Iqbal menegaskan, selama dua bulan arus kendaraan dialihkan. “Pelaksanaan pekerjaan membutuhkan waktu dua bulan, dan akan dimulai 25 Agustus 2025 sampai dengan 25 Oktober 2025,” ujarnya.
Pekerjaan juga melibatkan koordinasi dengan sejumlah instansi. Penyesuaian prasarana dilakukan sesuai kewenangan masing-masing. Hiasan pagar jembatan ditangani Dinas PUPR Jepara. Sementara itu, lampu penerangan jalan dan kabel lampu lalu lintas ditangani Balai Pengelola Transportasi Darat Kelas I Jawa Tengah.
Oleh karena itu, ia berharap dukungan dari seluruh pihak. “Mohon dukungan dan koordinasinya agar pelaksanaan pekerjaan dapat berjalan efektif dan lancar,” kata Iqbal.

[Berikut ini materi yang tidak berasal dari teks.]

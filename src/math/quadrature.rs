//! Integration and norms over sampled spectra.

/// Trapezoidal integral of `y` over `x`.
///
/// The sign follows the grid direction; callers that want an intensity take
/// the absolute value.
pub fn trapezoid(x: &[f64], y: &[f64]) -> f64 {
    x.windows(2)
        .zip(y.windows(2))
        .map(|(xs, ys)| 0.5 * (xs[1] - xs[0]) * (ys[0] + ys[1]))
        .sum()
}

/// Euclidean norm.
pub fn norm2(v: &[f64]) -> f64 {
    v.iter().map(|x| x * x).sum::<f64>().sqrt()
}

#[cfg(test)]
mod tests {
    use super::*;

    #[test]
    fn trapezoid_integrates_linear_exactly() {
        let x = [0.0, 1.0, 2.0, 4.0];
        let y: Vec<f64> = x.iter().map(|v| 2.0 * v + 1.0).collect();
        // ∫_0^4 (2x + 1) dx = 20
        assert!((trapezoid(&x, &y) - 20.0).abs() < 1e-12);
    }

    #[test]
    fn trapezoid_sign_follows_grid_direction() {
        let x = [3.0, 2.0, 1.0];
        let y = [1.0, 1.0, 1.0];
        assert!((trapezoid(&x, &y) + 2.0).abs() < 1e-12);
        assert_eq!(trapezoid(&[1.0], &[5.0]), 0.0);
    }

    #[test]
    fn norm2_basic() {
        assert!((norm2(&[3.0, 4.0]) - 5.0).abs() < 1e-12);
    }
}
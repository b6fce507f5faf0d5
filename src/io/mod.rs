//! Input/output helpers.
//!
//! - basis JSON + observation CSV ingest (`ingest`)
//! - per-entry summary table (`table`)
//! - fitted record JSON read/write (`record`)
//!
//! Every writer goes through `write_atomically`, so a failed write never
//! leaves a partial file at the destination.

pub mod ingest;
pub mod record;
pub mod table;

use std::io::{BufWriter, Write};
use std::path::Path;

use tempfile::NamedTempFile;

use crate::error::FitError;

pub use ingest::*;
pub use record::*;
pub use table::*;

/// Write `path` through a temporary file in the same directory, then rename.
pub(crate) fn write_atomically<F>(path: &Path, write: F) -> Result<(), FitError>
where
    F: FnOnce(&mut dyn Write) -> std::io::Result<()>,
{
    let dir = match path.parent() {
        Some(parent) if !parent.as_os_str().is_empty() => parent,
        _ => Path::new("."),
    };

    let mut tmp = NamedTempFile::new_in(dir).map_err(|e| FitError::io(path, e))?;
    {
        let mut out = BufWriter::new(tmp.as_file_mut());
        write(&mut out).map_err(|e| FitError::io(path, e))?;
        out.flush().map_err(|e| FitError::io(path, e))?;
    }
    tmp.persist(path).map_err(|e| FitError::io(path, e.error))?;
    Ok(())
}
//! Domain types used throughout the pipeline.
//!
//! This module defines:
//!
//! - per-molecule metadata enums (`Charge`, `SizeClass`, `Structure`, `Composition`)
//! - the basis set and the observation (`BasisSet`, `Observation`)
//! - run configuration (`FitConfig`)

pub mod types;

pub use types::*;
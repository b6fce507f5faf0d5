use std::process::ExitCode;

fn main() -> ExitCode {
    match pah_fit::app::run() {
        Ok(()) => ExitCode::SUCCESS,
        Err(err) => {
            eprintln!("error: {err}");
            ExitCode::from(err.exit_code())
        }
    }
}
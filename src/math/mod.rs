//! Mathematical utilities: least squares, non-negative least squares, quadrature.

pub mod nnls;
pub mod ols;
pub mod quadrature;

pub use nnls::*;
pub use ols::*;
pub use quadrature::*;
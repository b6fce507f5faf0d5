//! Command-line parsing for the PAH spectrum fitter.
//!
//! Argument parsing and command dispatch stay separate from the fitting code;
//! `app` turns these structs into `FitConfig` / `PlotOptions`.

use std::path::PathBuf;

use clap::{ArgAction, Args, Parser, Subcommand};

use crate::domain::AbscissaUnit;
use crate::fitted::DEFAULT_SIZE_BINS;

/// Top-level CLI.
#[derive(Debug, Parser)]
#[command(name = "pahfit", version, about = "Decompose PAH emission spectra into a reference basis")]
pub struct Cli {
    /// Log more (-v info, -vv debug, -vvv trace). `RUST_LOG` wins when set and
    /// no -v is given.
    #[arg(short, long, action = ArgAction::Count, global = true)]
    pub verbose: u8,

    #[command(subcommand)]
    pub command: Command,
}

#[derive(Debug, Subcommand)]
pub enum Command {
    /// Fit an observation against a basis set and print the decomposition.
    Fit(FitArgs),
    /// Fit a synthetic observation built from a synthetic basis set.
    Demo(DemoArgs),
    /// Summarize and plot a previously saved fit record.
    Show(ShowArgs),
}

#[derive(Debug, Args, Clone)]
pub struct FitArgs {
    /// Basis set JSON (`{grid, entries}`).
    #[arg(long, value_name = "JSON")]
    pub basis: PathBuf,

    /// Observation CSV (`abscissa,flux[,uncertainty]`).
    #[arg(long, value_name = "CSV")]
    pub observation: PathBuf,

    /// Unit of the observation abscissa.
    #[arg(long, value_enum, default_value_t = AbscissaUnit::Wavenumber)]
    pub unit: AbscissaUnit,

    #[command(flatten)]
    pub output: OutputArgs,
}

#[derive(Debug, Args, Clone)]
pub struct DemoArgs {
    /// Seed for the synthetic basis and noise.
    #[arg(long, default_value_t = 42)]
    pub seed: u64,

    /// Grid samples.
    #[arg(long, default_value_t = 500)]
    pub points: usize,

    /// Noise level as a fraction of the peak flux.
    #[arg(long, default_value_t = 0.01)]
    pub noise: f64,

    /// Also write `basis.json` and `observation.csv` into this directory.
    #[arg(long, value_name = "DIR")]
    pub write_inputs: Option<PathBuf>,

    #[command(flatten)]
    pub output: OutputArgs,
}

#[derive(Debug, Args, Clone)]
pub struct ShowArgs {
    /// Record JSON written by `pahfit fit --record`.
    #[arg(long, value_name = "JSON")]
    pub record: PathBuf,

    /// Show the top-N entries.
    #[arg(long, default_value_t = 10)]
    pub top: usize,

    /// Rank by flux contribution instead of weight.
    #[arg(long)]
    pub flux: bool,

    #[command(flatten)]
    pub plot: PlotArgs,
}

/// Reporting and export options shared by `fit` and `demo`.
#[derive(Debug, Args, Clone)]
pub struct OutputArgs {
    /// Size distribution bins.
    #[arg(long, default_value_t = DEFAULT_SIZE_BINS)]
    pub bins: usize,

    /// Cap on solver iterations (default: three times the basis size).
    #[arg(long)]
    pub max_iter: Option<usize>,

    /// Write the per-entry summary table.
    #[arg(long, value_name = "FILE")]
    pub table: Option<PathBuf>,

    /// Write the full fit record as JSON.
    #[arg(long, value_name = "FILE")]
    pub record: Option<PathBuf>,

    /// Show the top-N entries.
    #[arg(long, default_value_t = 10)]
    pub top: usize,

    /// Rank by flux contribution instead of weight.
    #[arg(long)]
    pub flux: bool,

    #[command(flatten)]
    pub plot: PlotArgs,
}

#[derive(Debug, Args, Clone)]
pub struct PlotArgs {
    /// Print an ASCII plot to the terminal.
    #[arg(long)]
    pub plot: bool,

    /// Plot against wavelength (micron).
    #[arg(long)]
    pub wavelength: bool,

    /// Add a residual panel.
    #[arg(long)]
    pub residual: bool,

    /// Plot component spectra by size class.
    #[arg(long)]
    pub size: bool,

    /// Plot component spectra by charge.
    #[arg(long)]
    pub charge: bool,

    /// Plot component spectra by composition.
    #[arg(long)]
    pub composition: bool,

    /// Plot the carbon-count histogram.
    #[arg(long)]
    pub sizedistribution: bool,

    /// Show the observation uncertainty.
    #[arg(long)]
    pub sigma: bool,

    /// Save the figure as `{output}_{kind}.{ftype}` instead of printing it.
    #[arg(long)]
    pub save: bool,

    /// Path stem for saved figures.
    #[arg(long, default_value = "fitted")]
    pub output: PathBuf,

    /// Saved figure type: txt or svg.
    #[arg(long, default_value = "svg")]
    pub ftype: String,

    /// Figure width (pixels; text plots use one column per 10 px).
    #[arg(long, default_value_t = 800)]
    pub width: u32,

    /// Figure height (pixels; text plots use one row per 30 px).
    #[arg(long, default_value_t = 600)]
    pub height: u32,
}

impl PlotArgs {
    /// Whether any figure was requested.
    pub fn wanted(&self) -> bool {
        self.plot || self.save
    }
}
//! Basis and observation files.
//!
//! - basis sets are JSON (`{grid, entries: [{uid, metadata, intensity}]}`) and
//!   go through `BasisSet` validation on deserialize
//! - observations are CSV with a header row; column names are matched
//!   case-insensitively and a few common aliases are accepted
//!
//! The writers produce files the loaders accept, for `pahfit demo --write-inputs`.

use std::collections::HashMap;
use std::fs::File;
use std::io::BufReader;
use std::path::Path;

use csv::StringRecord;
use tracing::info;

use crate::domain::{AbscissaUnit, BasisSet, Observation};
use crate::error::FitError;
use crate::io::write_atomically;

const ABSCISSA_COLUMNS: [&str; 4] = ["abscissa", "x", "wavenumber", "wavelength"];
const FLUX_COLUMNS: [&str; 2] = ["flux", "y"];
const UNCERTAINTY_COLUMNS: [&str; 3] = ["uncertainty", "sigma", "error"];

pub fn load_basis(path: &Path) -> Result<BasisSet, FitError> {
    let file = File::open(path).map_err(|e| FitError::io(path, e))?;
    let basis: BasisSet = serde_json::from_reader(BufReader::new(file)).map_err(|e| FitError::Parse {
        path: path.to_path_buf(),
        message: e.to_string(),
    })?;
    info!(path = %path.display(), entries = basis.len(), samples = basis.grid().len(), "loaded basis set");
    Ok(basis)
}

/// Load an observation CSV; a missing uncertainty column reads as zeros.
pub fn load_observation(path: &Path, unit: AbscissaUnit) -> Result<Observation, FitError> {
    let file = File::open(path).map_err(|e| FitError::io(path, e))?;
    let parse_err = |message: String| FitError::Parse {
        path: path.to_path_buf(),
        message,
    };

    let mut reader = csv::ReaderBuilder::new()
        .trim(csv::Trim::All)
        .comment(Some(b'#'))
        .from_reader(file);

    let headers = reader
        .headers()
        .map_err(|e| parse_err(format!("failed to read CSV headers: {e}")))?
        .clone();
    let header_map = build_header_map(&headers);

    let x_idx = find_column(&header_map, &ABSCISSA_COLUMNS)
        .ok_or_else(|| parse_err("missing required column: `abscissa`".to_string()))?;
    let y_idx = find_column(&header_map, &FLUX_COLUMNS)
        .ok_or_else(|| parse_err("missing required column: `flux`".to_string()))?;
    let sigma_idx = find_column(&header_map, &UNCERTAINTY_COLUMNS);

    let mut abscissa = Vec::new();
    let mut flux = Vec::new();
    let mut uncertainty = Vec::new();

    for (idx, result) in reader.records().enumerate() {
        // records() starts after the header line; lines are 1-based.
        let line = idx + 2;
        let record = result.map_err(|e| parse_err(format!("line {line}: {e}")))?;

        abscissa.push(parse_field(&record, x_idx, "abscissa").map_err(|m| parse_err(format!("line {line}: {m}")))?);
        flux.push(parse_field(&record, y_idx, "flux").map_err(|m| parse_err(format!("line {line}: {m}")))?);
        let sigma = match sigma_idx {
            Some(i) => parse_field(&record, i, "uncertainty").map_err(|m| parse_err(format!("line {line}: {m}")))?,
            None => 0.0,
        };
        uncertainty.push(sigma);
    }

    if abscissa.is_empty() {
        return Err(parse_err("no data rows".to_string()));
    }

    let observation = Observation::new(unit, abscissa, flux, uncertainty)?;
    info!(
        path = %path.display(),
        samples = observation.len(),
        unit = unit.label(),
        has_uncertainty = sigma_idx.is_some(),
        "loaded observation"
    );
    Ok(observation)
}

pub fn write_basis(path: &Path, basis: &BasisSet) -> Result<(), FitError> {
    write_atomically(path, |w| serde_json::to_writer(w, basis).map_err(std::io::Error::other))
}

pub fn write_observation(path: &Path, observation: &Observation) -> Result<(), FitError> {
    write_atomically(path, |w| {
        let mut writer = csv::Writer::from_writer(w);
        writer.write_record(["abscissa", "flux", "uncertainty"])?;
        for ((x, y), s) in observation
            .abscissa()
            .iter()
            .zip(observation.flux())
            .zip(observation.uncertainty())
        {
            writer.write_record([x.to_string(), y.to_string(), s.to_string()])?;
        }
        writer.flush()
    })
}

fn build_header_map(headers: &StringRecord) -> HashMap<String, usize> {
    headers
        .iter()
        .enumerate()
        .map(|(idx, name)| (normalize_header_name(name), idx))
        .collect()
}

fn normalize_header_name(name: &str) -> String {
    // Spreadsheet exports often put a BOM in front of the first header.
    let name = name.trim().trim_start_matches('\u{feff}');
    name.to_ascii_lowercase()
}

fn find_column(header_map: &HashMap<String, usize>, names: &[&str]) -> Option<usize> {
    names.iter().find_map(|name| header_map.get(*name).copied())
}

fn parse_field(record: &StringRecord, idx: usize, name: &str) -> Result<f64, String> {
    let raw = record
        .get(idx)
        .map(str::trim)
        .filter(|s| !s.is_empty())
        .ok_or_else(|| format!("missing value for `{name}`"))?;
    raw.parse::<f64>()
        .map_err(|_| format!("invalid number '{raw}' for `{name}`"))
}

#[cfg(test)]
mod tests {
    use super::*;

    fn write(dir: &tempfile::TempDir, name: &str, text: &str) -> std::path::PathBuf {
        let path = dir.path().join(name);
        std::fs::write(&path, text).unwrap();
        path
    }

    #[test]
    fn observation_csv_with_aliases_and_bom() {
        let dir = tempfile::tempdir().unwrap();
        let path = write(&dir, "obs.csv", "\u{feff}Wavenumber, Y ,Sigma\n1000,1.5,0.1\n1100,2.5,0.2\n");

        let obs = load_observation(&path, AbscissaUnit::Wavenumber).unwrap();
        assert_eq!(obs.abscissa(), &[1000.0, 1100.0]);
        assert_eq!(obs.flux(), &[1.5, 2.5]);
        assert_eq!(obs.uncertainty(), &[0.1, 0.2]);
    }

    #[test]
    fn missing_uncertainty_column_reads_as_zero() {
        let dir = tempfile::tempdir().unwrap();
        let path = write(&dir, "obs.csv", "# comment\nabscissa,flux\n5.0,1.0\n6.0,2.0\n");

        let obs = load_observation(&path, AbscissaUnit::Wavelength).unwrap();
        assert_eq!(obs.uncertainty(), &[0.0, 0.0]);
    }

    #[test]
    fn bad_rows_report_the_line() {
        let dir = tempfile::tempdir().unwrap();
        let path = write(&dir, "obs.csv", "abscissa,flux\n5.0,1.0\n6.0,abc\n");

        match load_observation(&path, AbscissaUnit::Wavelength).unwrap_err() {
            FitError::Parse { message, .. } => assert!(message.contains("line 3"), "{message}"),
            other => panic!("unexpected error: {other}"),
        }

        let path = write(&dir, "noflux.csv", "abscissa,counts\n5.0,1.0\n");
        assert!(matches!(
            load_observation(&path, AbscissaUnit::Wavelength).unwrap_err(),
            FitError::Parse { .. }
        ));
    }

    #[test]
    fn written_inputs_load_back() {
        let dir = tempfile::tempdir().unwrap();
        let obs = Observation::new(AbscissaUnit::Wavenumber, vec![700.0, 800.0], vec![0.25, 1e-7], vec![0.0, 0.5])
            .unwrap();
        let path = dir.path().join("obs.csv");
        write_observation(&path, &obs).unwrap();
        assert_eq!(load_observation(&path, AbscissaUnit::Wavenumber).unwrap(), obs);
    }

    #[test]
    fn basis_json_is_validated() {
        let dir = tempfile::tempdir().unwrap();
        let good = write(
            &dir,
            "basis.json",
            r#"{"grid":[1.0,2.0],"entries":[{"uid":18,"metadata":{"charge":"neutral","size":"small","structure":"solo","nitrogen":false,"pure":true,"n_c":24},"intensity":[0.1,0.2]}]}"#,
        );
        let basis = load_basis(&good).unwrap();
        assert_eq!(basis.uids().collect::<Vec<_>>(), [18]);

        let ragged = write(
            &dir,
            "ragged.json",
            r#"{"grid":[1.0,2.0],"entries":[{"uid":18,"metadata":{"charge":"neutral","size":"small","structure":"solo","nitrogen":false,"pure":true,"n_c":24},"intensity":[0.1]}]}"#,
        );
        assert!(matches!(load_basis(&ragged).unwrap_err(), FitError::Parse { .. }));
    }
}
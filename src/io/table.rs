//! Per-entry summary table.
//!
//! One CSV row per basis entry (zero weights included), preceded by `#`
//! comment lines carrying the method and the breakdown/error summaries.

use std::io::Write;
use std::path::Path;

use crate::domain::{BasisEntry, Structure};
use crate::error::FitError;
use crate::fitted::Fitted;
use crate::io::write_atomically;

pub const TABLE_HEADER: &str = "uid,weight,solo,duo,trio,quartet,quintet,charge,size,nitrogen,pure,n_c";

/// Write the summary table for `fitted` to `path`.
pub fn write_table(path: &Path, fitted: &Fitted) -> Result<(), FitError> {
    write_atomically(path, |w| write_table_to(w, fitted))
}

fn write_table_to(w: &mut dyn Write, fitted: &Fitted) -> std::io::Result<()> {
    writeln!(w, "# method: {}", fitted.method())?;

    let breakdown = fitted
        .breakdown()
        .iter()
        .map(|(k, v)| format!("{k}={v:.6}"))
        .collect::<Vec<_>>()
        .join(" ");
    writeln!(w, "# breakdown: {breakdown}")?;

    let errors = fitted
        .error()
        .iter()
        .map(|(k, v)| format!("{k}={v:.6}"))
        .collect::<Vec<_>>()
        .join(" ");
    writeln!(w, "# errors: {errors}")?;

    writeln!(w, "{TABLE_HEADER}")?;
    for (entry, &weight) in fitted.basis().entries().iter().zip(fitted.weight_vector()) {
        writeln!(w, "{}", format_row(entry, weight))?;
    }
    Ok(())
}

fn format_row(entry: &BasisEntry, weight: f64) -> String {
    let meta = &entry.metadata;
    let one_hot = Structure::ALL
        .iter()
        .map(|&s| if s == meta.structure { "1" } else { "0" })
        .collect::<Vec<_>>()
        .join(",");
    format!(
        "{},{:.10e},{},{},{},{},{},{}",
        entry.uid,
        weight,
        one_hot,
        meta.charge.key(),
        meta.size.key(),
        u8::from(meta.nitrogen),
        u8::from(meta.pure),
        meta.n_c,
    )
}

Selama penutupan, disiapkan dua jalur alternatif. Pada alternatif pertama, arus Jepara—Semarang dialihkan lewat Jalan Jepara—Bangsri, masuk ke Jalan R.A. Rukmini, lanjut ke Perempatan Penceng, Jalan R.M. Sosrodiningrat, pertigaan Komoro, lalu menuju Jalan Hugeng Imam Santoso.
Arah sebaliknya, dari Semarang menuju Jepara, dialihkan melalui Monumen Tiga Wanita Pejuang Jepara, kemudian ke Jalan Sultan Hadlirin, Perempatan Mantingan, Jalan Ratu Kalinyamat, Jalan K.S. Tubun, hingga Tugu Kartini.
Jalur alternatif kedua, dari Jepara ke Semarang tetap sama. Perbedaannya ada pada arus Semarang—Jepara.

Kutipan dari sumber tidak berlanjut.